Safe Harbor Statement

Certain statements in this announcement are forward-looking statements. These forward-looking statements involve known and unknown risks and uncertainties and are based on the Company’s current expectations and projections about future events that the Company believes may affect its financial condition, results of operations, business strategy and financial needs. Investors can find many (but not all) of these statements by the use of words such as “may,” “will,” “could,” “expect,” “anticipate,” “aim,” “estimate,” “intend,” “plan,” “believe,” “is/are likely to,” “propose,” “potential,” “continue” or other similar expressions in this prospectus. The Company undertakes no obligation to update or revise publicly any forward-looking statements to reflect subsequent occurring events or circumstances, or changes in its expectations, except as may be required by law. Although the Company believes that the expectations expressed in these forward-looking statements are reasonable, it cannot assure you that such expectations will turn out to be correct, and the Company cautions investors that actual results may differ materially from the anticipated results and encourages investors to review other factors that may affect its future results in the Company’s registration statement and other filings with the SEC.

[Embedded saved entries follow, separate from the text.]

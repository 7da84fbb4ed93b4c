//! Metaform CLI - evaluate form values against declarative form metadata.
//!
//! Commands:
//! - `metaform check --form <yaml> [--values <file>]`: Per-field status table
//! - `metaform submit --form <yaml> [--values <file>]`: Submitted payload or error map as JSON
//! - `metaform fields --form <yaml>`: List declared fields
//!
//! Exit codes:
//! - 0: Success
//! - 1: Validation failed, or an error occurred

use clap::Parser;
use tracing_subscriber::EnvFilter;

use metaform_cli::{check, fields};
use metaform_cli::{Cli, Commands};

/// Map a command result to an exit code, reporting errors on stderr.
fn handle_result(result: anyhow::Result<i32>) -> i32 {
    match result {
        Ok(code) => code,
        Err(e) => {
            eprintln!("Error: {:#}", e);
            1
        }
    }
}

#[tokio::main]
async fn main() {
    let cli = Cli::parse();

    // Initialize tracing with appropriate level
    let filter = if cli.debug {
        EnvFilter::new("metaform=debug,metaform_cli=debug")
    } else {
        EnvFilter::try_from_default_env().unwrap_or_else(|_| EnvFilter::new("warn"))
    };
    tracing_subscriber::fmt()
        .with_env_filter(filter)
        .with_target(false)
        .with_ansi(false)
        .with_writer(std::io::stderr)
        .init();

    let exit_code = match cli.command {
        Commands::Check { form, values } => {
            handle_result(check::run_check(&form, values.as_deref()).await)
        }
        Commands::Submit { form, values } => {
            handle_result(check::run_submit(&form, values.as_deref()).await)
        }
        Commands::Fields { form } => handle_result(fields::run_fields(&form).await),
    };

    std::process::exit(exit_code);
}
//! Dynamic option resolution.
//!
//! Providers run as spawned Tokio tasks and report back over an unbounded
//! channel owned by the session, so completions are applied on the session's
//! own update path rather than from the provider tasks themselves.
//!
//! Every dispatch bumps a per-field generation counter. A completion is
//! applied only when its generation is still the field's latest, which gives
//! last-invocation-wins without any cancellation.

use std::collections::HashMap;
use std::future::Future;
use std::sync::Arc;
use std::time::Duration;

use async_trait::async_trait;
use indexmap::IndexMap;
use thiserror::Error;
use tokio::sync::mpsc;
use tracing::trace;

use crate::field::SelectOption;
use crate::value::{self, Values};

/// Host-supplied asynchronous source of a field's options.
#[async_trait]
pub trait OptionProvider: Send + Sync {
    /// Produce the options for the given snapshot of form values.
    async fn options(&self, values: &Values) -> anyhow::Result<Vec<SelectOption>>;
}

/// Adapter turning an async closure into an [`OptionProvider`].
pub struct FnProvider<F> {
    f: F,
}

impl<F> FnProvider<F> {
    pub fn new(f: F) -> Self {
        Self { f }
    }
}

#[async_trait]
impl<F, Fut> OptionProvider for FnProvider<F>
where
    F: Fn(Values) -> Fut + Send + Sync + 'static,
    Fut: Future<Output = anyhow::Result<Vec<SelectOption>>> + Send + 'static,
{
    async fn options(&self, values: &Values) -> anyhow::Result<Vec<SelectOption>> {
        (self.f)(values.clone()).await
    }
}

/// Provider that looks options up in a table keyed by another field's value.
///
/// Missing keys and unset source fields yield an empty list.
#[derive(Debug, Clone)]
pub struct LookupProvider {
    field: String,
    table: IndexMap<String, Vec<SelectOption>>,
}

impl LookupProvider {
    pub fn new(field: impl Into<String>, table: IndexMap<String, Vec<SelectOption>>) -> Self {
        Self {
            field: field.into(),
            table,
        }
    }

    /// The field whose value selects the table entry.
    pub fn source_field(&self) -> &str {
        &self.field
    }
}

#[async_trait]
impl OptionProvider for LookupProvider {
    async fn options(&self, values: &Values) -> anyhow::Result<Vec<SelectOption>> {
        let key = values.get(&self.field).map(value::to_text);
        Ok(key
            .and_then(|key| self.table.get(&key).cloned())
            .unwrap_or_default())
    }
}

/// Why a provider invocation produced no options.
///
/// Failures never become field errors; the previous options stay in place.
#[derive(Debug, Clone, Error, PartialEq)]
pub enum ProviderFailure {
    #[error("provider failed: {0}")]
    Failed(String),

    #[error("provider timed out after {0:?}")]
    TimedOut(Duration),

    #[error("provider task aborted: {0}")]
    Aborted(String),
}

/// A completed provider invocation travelling back to the session.
#[derive(Debug)]
pub struct OptionUpdate {
    pub field: String,
    pub generation: u64,
    pub result: Result<Vec<SelectOption>, ProviderFailure>,
}

/// Tracks in-flight provider invocations for one session.
pub struct OptionResolver {
    generations: HashMap<String, u64>,
    in_flight: usize,
    timeout: Option<Duration>,
    tx: mpsc::UnboundedSender<OptionUpdate>,
    rx: mpsc::UnboundedReceiver<OptionUpdate>,
}

impl OptionResolver {
    pub fn new(timeout: Option<Duration>) -> Self {
        let (tx, rx) = mpsc::unbounded_channel();
        Self {
            generations: HashMap::new(),
            in_flight: 0,
            timeout,
            tx,
            rx,
        }
    }

    /// Start a provider invocation for `field` against `snapshot`.
    ///
    /// Must be called from within a Tokio runtime. Returns the generation
    /// assigned to this invocation.
    pub fn dispatch(
        &mut self,
        field: &str,
        provider: Arc<dyn OptionProvider>,
        snapshot: Arc<Values>,
    ) -> u64 {
        let counter = self.generations.entry(field.to_string()).or_insert(0);
        *counter += 1;
        let generation = *counter;
        self.in_flight += 1;

        let tx = self.tx.clone();
        let field = field.to_string();
        let timeout = self.timeout;

        trace!(field = %field, generation, "dispatching option provider");

        tokio::spawn(async move {
            // The inner task isolates provider panics from the bookkeeping below.
            let mut call = tokio::spawn(async move { provider.options(&snapshot).await });

            let joined = match timeout {
                Some(limit) => match tokio::time::timeout(limit, &mut call).await {
                    Ok(joined) => joined,
                    Err(_) => {
                        call.abort();
                        let _ = tx.send(OptionUpdate {
                            field,
                            generation,
                            result: Err(ProviderFailure::TimedOut(limit)),
                        });
                        return;
                    }
                },
                None => call.await,
            };

            let result = match joined {
                Ok(Ok(options)) => Ok(options),
                Ok(Err(e)) => Err(ProviderFailure::Failed(format!("{e:#}"))),
                Err(e) => Err(ProviderFailure::Aborted(e.to_string())),
            };

            // A closed channel means the session is gone; the result is moot.
            let _ = tx.send(OptionUpdate {
                field,
                generation,
                result,
            });
        });

        generation
    }

    /// Whether `update` came from the most recently started invocation for its field.
    ///
    /// Updates for fields that were never dispatched are never current.
    pub fn is_current(&self, update: &OptionUpdate) -> bool {
        self.generations.get(&update.field) == Some(&update.generation)
    }

    /// Number of dispatched invocations whose results have not been received yet.
    pub fn in_flight(&self) -> usize {
        self.in_flight
    }

    /// Take a completed update if one is ready, without waiting.
    pub fn try_next(&mut self) -> Option<OptionUpdate> {
        let update = self.rx.try_recv().ok()?;
        self.in_flight = self.in_flight.saturating_sub(1);
        Some(update)
    }

    /// Wait for the next completed update; `None` once nothing is in flight.
    pub async fn next(&mut self) -> Option<OptionUpdate> {
        if self.in_flight == 0 {
            return None;
        }
        let update = self.rx.recv().await?;
        self.in_flight = self.in_flight.saturating_sub(1);
        Some(update)
    }
}

impl std::fmt::Debug for OptionResolver {
    fn fmt(&self, f: &mut std::fmt::Formatter<'_>) -> std::fmt::Result {
        f.debug_struct("OptionResolver")
            .field("generations", &self.generations)
            .field("in_flight", &self.in_flight)
            .field("timeout", &self.timeout)
            .finish()
    }
}
//! Metaform CLI library: command implementations behind the `metaform` binary.

pub mod check;
pub mod cli;
pub mod fields;
pub mod session;
pub mod table;

pub use cli::{Cli, Commands};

Investor Relations Contact:
Matthew Abenante, IRC 
President 
Strategic Investor Relations, LLC 
Tel: 347-947-2093 
Email: matthew@strategic-ir.com


FAQ

What did VisionSys (VSA) announce on November 12, 2025 regarding financing?

VisionSys announced a registered direct offering of 9,230,750 ADS and warrants for combined proceeds of about $12.0 million at $1.30 per ADS and warrant.

When is the VisionSys (VSA) offering expected to close?

The offering is expected to close on or about November 13, 2025, subject to customary closing conditions.

What are the VisionSys (VSA) warrant terms and exercise price resets?

Warrants expire in five years, initially exercisable at $1.30, with resets to $0.91 (First Reset) and $0.65 (Second Reset).

How could VisionSys (VSA) shareholders be diluted by the offering?

Issuance of 9,230,750 ADS plus immediately exercisable warrants and a zero-cash exchange option creates material near-term dilution potential.

Can VisionSys (VSA) warrants be exercised without cash?

Yes; warrants include a zero-cash exercise option allowing each warrant to be exchanged for three ADS.

Who is the placement agent for VisionSys (VSA)’s registered direct offering?

Maxim Group LLC is acting as the sole placement agent for the offering.